Design of the Craft
For more than a year before the beginning of principal photography, the team at Wildfactory in Camarillo, California -- led by key designer DANIEL SIMON -- crafted a flying apparatus of the future. Once approved designs were in place, the Bubbleship took four months to build in a warehouse in Los Angeles. Then it was taken apart, shipped off for filming and subsequently reassembled in Louisiana, Iceland and Mammoth, California. Sums Kosinski of the creation: "It's this hybrid of a Bell 47 helicopter that's hanging in MoMA in New York City and a jet fighter."
For the design, Simon was inspired by emergent NASA technology. Still, he knew how critical it was for the audience to comprehend how the Bubbleship might be able to fly. From dials, foot pedals and joysticks to a seat with lumbar support, the cockpit resembles a helicopter, while still evoking a futuristic craft. Made of aluminum and fiberglass and weighing in at 4,500 pounds, the Bubbleship travels in seven containers, with four technicians accompanying the vehicle. It has to be disassembled for air cargo, and it may only be lifted by forklift. It takes five hours to assemble, with a four-person crew working nonstop on all of its parts.
The Bubbleship components include the fuselage, cockpit, tail boom, two engines, flippers and landing gear; all of these parts have small panels that need to be assembled by hand. The landing gear serves as the base of the plane and holds the rest of the vehicle upright, while the two motorized doors to the cockpit open simultaneously.

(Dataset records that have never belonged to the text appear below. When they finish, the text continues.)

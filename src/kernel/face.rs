use crate::error::Result;
use crate::geometry::{CurveLoop, Plane};
use crate::math::polygon_2d::is_valid_contour;
use crate::math::{Point2, Point3, Vector2, Vector3};

use super::overlay::{self, Region};
use super::solid::{rectangle, Lateral, Solid, Z_TOLERANCE};

/// Side edges closer than this in direction and offset share a plane.
const SHEET_TOLERANCE: f64 = 1e-9;

/// A bounded face of a solid.
#[derive(Debug, Clone, PartialEq)]
pub enum Face {
    /// A face lying in a single plane.
    Planar(PlanarFace),
    /// A smooth, non-planar face.
    Curved(CurvedFace),
}

impl Face {
    /// Returns the planar face, or `None` for curved faces.
    #[must_use]
    pub fn as_planar(&self) -> Option<&PlanarFace> {
        match self {
            Face::Planar(face) => Some(face),
            Face::Curved(_) => None,
        }
    }

    #[must_use]
    pub fn is_planar(&self) -> bool {
        matches!(self, Face::Planar(_))
    }
}

/// A planar face with its outward normal and boundary loops.
///
/// The first loop is the outer boundary; any further loops are holes.
#[derive(Debug, Clone, PartialEq)]
pub struct PlanarFace {
    plane: Plane,
    loops: Vec<CurveLoop>,
}

impl PlanarFace {
    #[must_use]
    pub fn plane(&self) -> &Plane {
        &self.plane
    }

    /// Outward unit normal.
    #[must_use]
    pub fn normal(&self) -> &Vector3 {
        self.plane.normal()
    }

    /// A point on the face.
    #[must_use]
    pub fn origin(&self) -> &Point3 {
        self.plane.origin()
    }

    #[must_use]
    pub fn loops(&self) -> &[CurveLoop] {
        &self.loops
    }
}

/// A smooth lateral face swept by one profile contour.
#[derive(Debug, Clone, PartialEq)]
pub struct CurvedFace {
    axis: Vector3,
    boundaries: Vec<CurveLoop>,
}

impl CurvedFace {
    /// Sweep direction of the face.
    #[must_use]
    pub fn axis(&self) -> &Vector3 {
        &self.axis
    }

    /// Bottom and top boundary loops.
    #[must_use]
    pub fn boundaries(&self) -> &[CurveLoop] {
        &self.boundaries
    }
}

/// Enumerates the boundary faces of a solid.
///
/// Caps are the exposed parts of each slab's top and bottom; a cap hidden by
/// a touching neighbour slab is omitted. Lateral faces follow the solid's
/// [`Lateral`] kind.
pub(crate) fn enumerate_faces(solid: &Solid) -> Result<Vec<Face>> {
    let frame = solid.frame();
    let slabs = solid.slabs();
    let mut faces = Vec::new();

    if solid.lateral() == Lateral::Ruled {
        lateral_planar_faces(solid, &mut faces)?;
    }

    for (i, slab) in slabs.iter().enumerate() {
        if solid.lateral() == Lateral::Smooth {
            for contour in slab.regions().iter().flat_map(Region::contours) {
                let bottom = lift_contour(frame, contour, slab.bottom())?;
                let top = lift_contour(frame, contour, slab.top())?;
                faces.push(Face::Curved(CurvedFace {
                    axis: *frame.normal(),
                    boundaries: vec![bottom, top],
                }));
            }
        }

        let above = slabs
            .get(i + 1)
            .filter(|next| (next.bottom() - slab.top()).abs() <= Z_TOLERANCE);
        let top_exposed = match above {
            Some(next) => overlay::difference(slab.regions(), next.regions()),
            None => slab.regions().to_vec(),
        };
        for region in &top_exposed {
            faces.push(cap_face(frame, region, slab.top(), false)?);
        }

        let below = i
            .checked_sub(1)
            .and_then(|j| slabs.get(j))
            .filter(|prev| (slab.bottom() - prev.top()).abs() <= Z_TOLERANCE);
        let bottom_exposed = match below {
            Some(prev) => overlay::difference(slab.regions(), prev.regions()),
            None => slab.regions().to_vec(),
        };
        for region in &bottom_exposed {
            faces.push(cap_face(frame, region, slab.bottom(), true)?);
        }
    }

    Ok(faces)
}

/// Edges of a ruled solid lying on one vertical plane, as rectangles in
/// `(s, z)` coordinates where `s` runs along the edge direction.
struct Sheet {
    normal: Vector2,
    offset: f64,
    pieces: Vec<Region>,
}

/// Planar side faces, normal pointing away from material.
///
/// Coplanar pieces from different slabs and contours are merged, so a side
/// face is never split at slab boundaries.
fn lateral_planar_faces(solid: &Solid, faces: &mut Vec<Face>) -> Result<()> {
    let mut sheets: Vec<Sheet> = Vec::new();
    for slab in solid.slabs() {
        for contour in slab.regions().iter().flat_map(Region::contours) {
            let n = contour.len();
            for i in 0..n {
                let a = contour[i];
                let b = contour[(i + 1) % n];
                let d = b - a;
                let len = d.norm();
                if len <= Z_TOLERANCE {
                    continue;
                }
                // Material lies left of each edge for both outer (CCW) and hole (CW) contours.
                let dir = d / len;
                let normal = Vector2::new(dir.y, -dir.x);
                let offset = normal.dot(&a.coords);
                let (s0, s1) = (dir.dot(&a.coords), dir.dot(&b.coords));
                let piece = Region::new(&rectangle(s0, slab.bottom(), s1, slab.top()), &[]);

                let found = sheets.iter_mut().find(|sheet| {
                    (sheet.normal - normal).norm() <= SHEET_TOLERANCE
                        && (sheet.offset - offset).abs() <= SHEET_TOLERANCE
                });
                match found {
                    Some(sheet) => sheet.pieces.push(piece),
                    None => sheets.push(Sheet {
                        normal,
                        offset,
                        pieces: vec![piece],
                    }),
                }
            }
        }
    }

    let frame = solid.frame();
    for sheet in sheets {
        let tangent = Vector2::new(-sheet.normal.y, sheet.normal.x);
        let base = sheet.normal * sheet.offset;
        let normal = frame.lift_direction(sheet.normal.x, sheet.normal.y, 0.0);
        for region in overlay::union(&sheet.pieces) {
            let mut loops = Vec::with_capacity(1 + region.holes().len());
            for contour in region.contours() {
                let points = contour
                    .iter()
                    .map(|q| {
                        let plan = base + tangent * q.x;
                        frame.lift(plan.x, plan.y, q.y)
                    })
                    .collect();
                loops.push(CurveLoop::new(points)?);
            }
            let Some(origin) = loops.first().map(|l| l.points()[0]) else {
                continue;
            };
            faces.push(Face::Planar(PlanarFace {
                plane: Plane::from_normal(origin, normal)?,
                loops,
            }));
        }
    }
    Ok(())
}

fn cap_face(frame: &Plane, region: &Region, z: f64, downward: bool) -> Result<Face> {
    let mut loops = Vec::with_capacity(1 + region.holes().len());
    for contour in region.contours() {
        if !is_valid_contour(contour) {
            continue;
        }
        let lifted = lift_contour(frame, contour, z)?;
        loops.push(if downward { lifted.reversed() } else { lifted });
    }
    let normal = if downward { -frame.normal() } else { *frame.normal() };
    let origin = loops
        .first()
        .map_or_else(|| frame.lift(0.0, 0.0, z), |l| l.points()[0]);
    Ok(Face::Planar(PlanarFace {
        plane: Plane::from_normal(origin, normal)?,
        loops,
    }))
}

fn lift_contour(frame: &Plane, contour: &[Point2], z: f64) -> Result<CurveLoop> {
    CurveLoop::new(contour.iter().map(|p| frame.lift(p.x, p.y, z)).collect())
}

#[cfg(test)]
#[allow(clippy::unwrap_used)]
mod tests {
    use super::*;
    use crate::kernel::boolean::difference;
    use approx::assert_relative_eq;

    fn p(x: f64, y: f64, z: f64) -> Point3 {
        Point3::new(x, y, z)
    }

    fn planar(faces: &[Face]) -> Vec<&PlanarFace> {
        faces.iter().filter_map(Face::as_planar).collect()
    }

    #[test]
    fn box_has_six_outward_faces() {
        let solid = Solid::cuboid(p(0.0, 0.0, 0.0), p(2.0, 2.0, 3.0)).unwrap();
        let faces = enumerate_faces(&solid).unwrap();
        assert_eq!(faces.len(), 6);
        let centroid = p(1.0, 1.0, 1.5);
        for face in planar(&faces) {
            let outward = face.origin() - centroid;
            assert!(face.normal().dot(&outward) > 0.0, "inward normal {:?}", face.normal());
            let winding = face.loops()[0].newell_normal().unwrap();
            assert_relative_eq!(winding, *face.normal(), epsilon = 1e-9);
        }
    }

    #[test]
    fn through_hole_adds_hole_loops_and_side_faces() {
        let slab = Solid::cuboid(p(0.0, 0.0, 0.0), p(10.0, 10.0, 1.0)).unwrap();
        let shaft = Solid::cuboid(p(4.0, 4.0, -1.0), p(6.0, 6.0, 2.0)).unwrap();
        let solid = difference(slab, &shaft).unwrap();
        let faces = enumerate_faces(&solid).unwrap();
        // 2 caps + 4 outer sides + 4 shaft sides
        assert_eq!(faces.len(), 10);
        let top = planar(&faces)
            .into_iter()
            .find(|f| f.normal().z > 0.5)
            .unwrap();
        assert_eq!(top.loops().len(), 2);
    }

    #[test]
    fn stepped_solid_exposes_partial_caps() {
        let block = Solid::cuboid(p(0.0, 0.0, 0.0), p(4.0, 2.0, 2.0)).unwrap();
        let notch = Solid::cuboid(p(2.0, -1.0, 1.0), p(5.0, 3.0, 3.0)).unwrap();
        let solid = difference(block, &notch).unwrap();
        let faces = enumerate_faces(&solid).unwrap();
        let up: Vec<_> = planar(&faces)
            .into_iter()
            .filter(|f| f.normal().z > 0.5)
            .collect();
        assert_eq!(up.len(), 2);
        let mut heights: Vec<f64> = up.iter().map(|f| f.origin().z).collect();
        heights.sort_by(f64::total_cmp);
        assert_relative_eq!(heights[0], 1.0, epsilon = 1e-9);
        assert_relative_eq!(heights[1], 2.0, epsilon = 1e-9);
    }

    #[test]
    fn coplanar_side_pieces_merge_across_slabs() {
        let block = Solid::cuboid(p(0.0, 0.0, 0.0), p(4.0, 2.0, 2.0)).unwrap();
        let notch = Solid::cuboid(p(2.0, -1.0, 1.0), p(5.0, 3.0, 3.0)).unwrap();
        let solid = difference(block, &notch).unwrap();
        let faces = enumerate_faces(&solid).unwrap();
        let front: Vec<_> = planar(&faces)
            .into_iter()
            .filter(|f| f.normal().y < -0.5)
            .collect();
        assert_eq!(front.len(), 1);
        assert_eq!(front[0].loops().len(), 1);
        assert_eq!(front[0].loops()[0].len(), 6);
        assert_relative_eq!(front[0].loops()[0].area(), 6.0, epsilon = 1e-9);
        let winding = front[0].loops()[0].newell_normal().unwrap();
        assert_relative_eq!(winding, *front[0].normal(), epsilon = 1e-9);
    }

    #[test]
    fn cylinder_side_is_curved() {
        let solid = Solid::cylinder(p(0.0, 0.0, 0.0), Vector3::z(), 1.0, 2.0).unwrap();
        let faces = enumerate_faces(&solid).unwrap();
        assert_eq!(faces.len(), 3);
        assert_eq!(faces.iter().filter(|f| f.is_planar()).count(), 2);

        let Some(Face::Curved(side)) = faces.iter().find(|f| !f.is_planar()) else {
            panic!("cylinder has no curved face");
        };
        assert_eq!(side.boundaries().len(), 2);
        let heights: Vec<f64> = side.boundaries().iter().map(|b| b.points()[0].z).collect();
        assert_relative_eq!(heights[0].min(heights[1]), 0.0, epsilon = 1e-9);
        assert_relative_eq!(heights[0].max(heights[1]), 2.0, epsilon = 1e-9);
    }
}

Simon discusses the vehicle's structure: "In the concept of the whole design process, it was a given that the Bubbleship should look insect-like and lightweight. That's why we came up with this finessed and fragile landing gear; it's actually three legs. At the beginning of the design, we had it the other way around: We had the two legs in the back. It's based on a futuristic, compound structure, and it's capable of flying in space and in the atmosphere. It's a combined spaceship plus flight vehicle, completely designed from scratch."
Production designer Gilford expounds that the team needed to build a few incarnations of the Bubbleship. He says: "We had the complete Bubbleship, which is out on the bubble pad at the Skytower set; then we had just the cockpit on a full-motion-based gimbal. We received all of the flying footage, then in visual effects the rest of the ship was put on the backside of the cockpit. Then we built a couple other pieces. For example, we built a few crashed Bubbleships. It's been more fun than you can imagine."
Visual effects producer Gaub is extremely proud that the team's hard work has paid off. He says: "The Bubbleship design is impeccable, and it's one of the coolest things I've seen. In VFX we were able to give that thing weight -- all those little nuances and movements that make it feel like it could fly and move around. We're familiar with helicopters and we're familiar with planes, and this is a hybrid. So a lot of attention to detail was put in there to make the audience believe that this thing was built and can fly."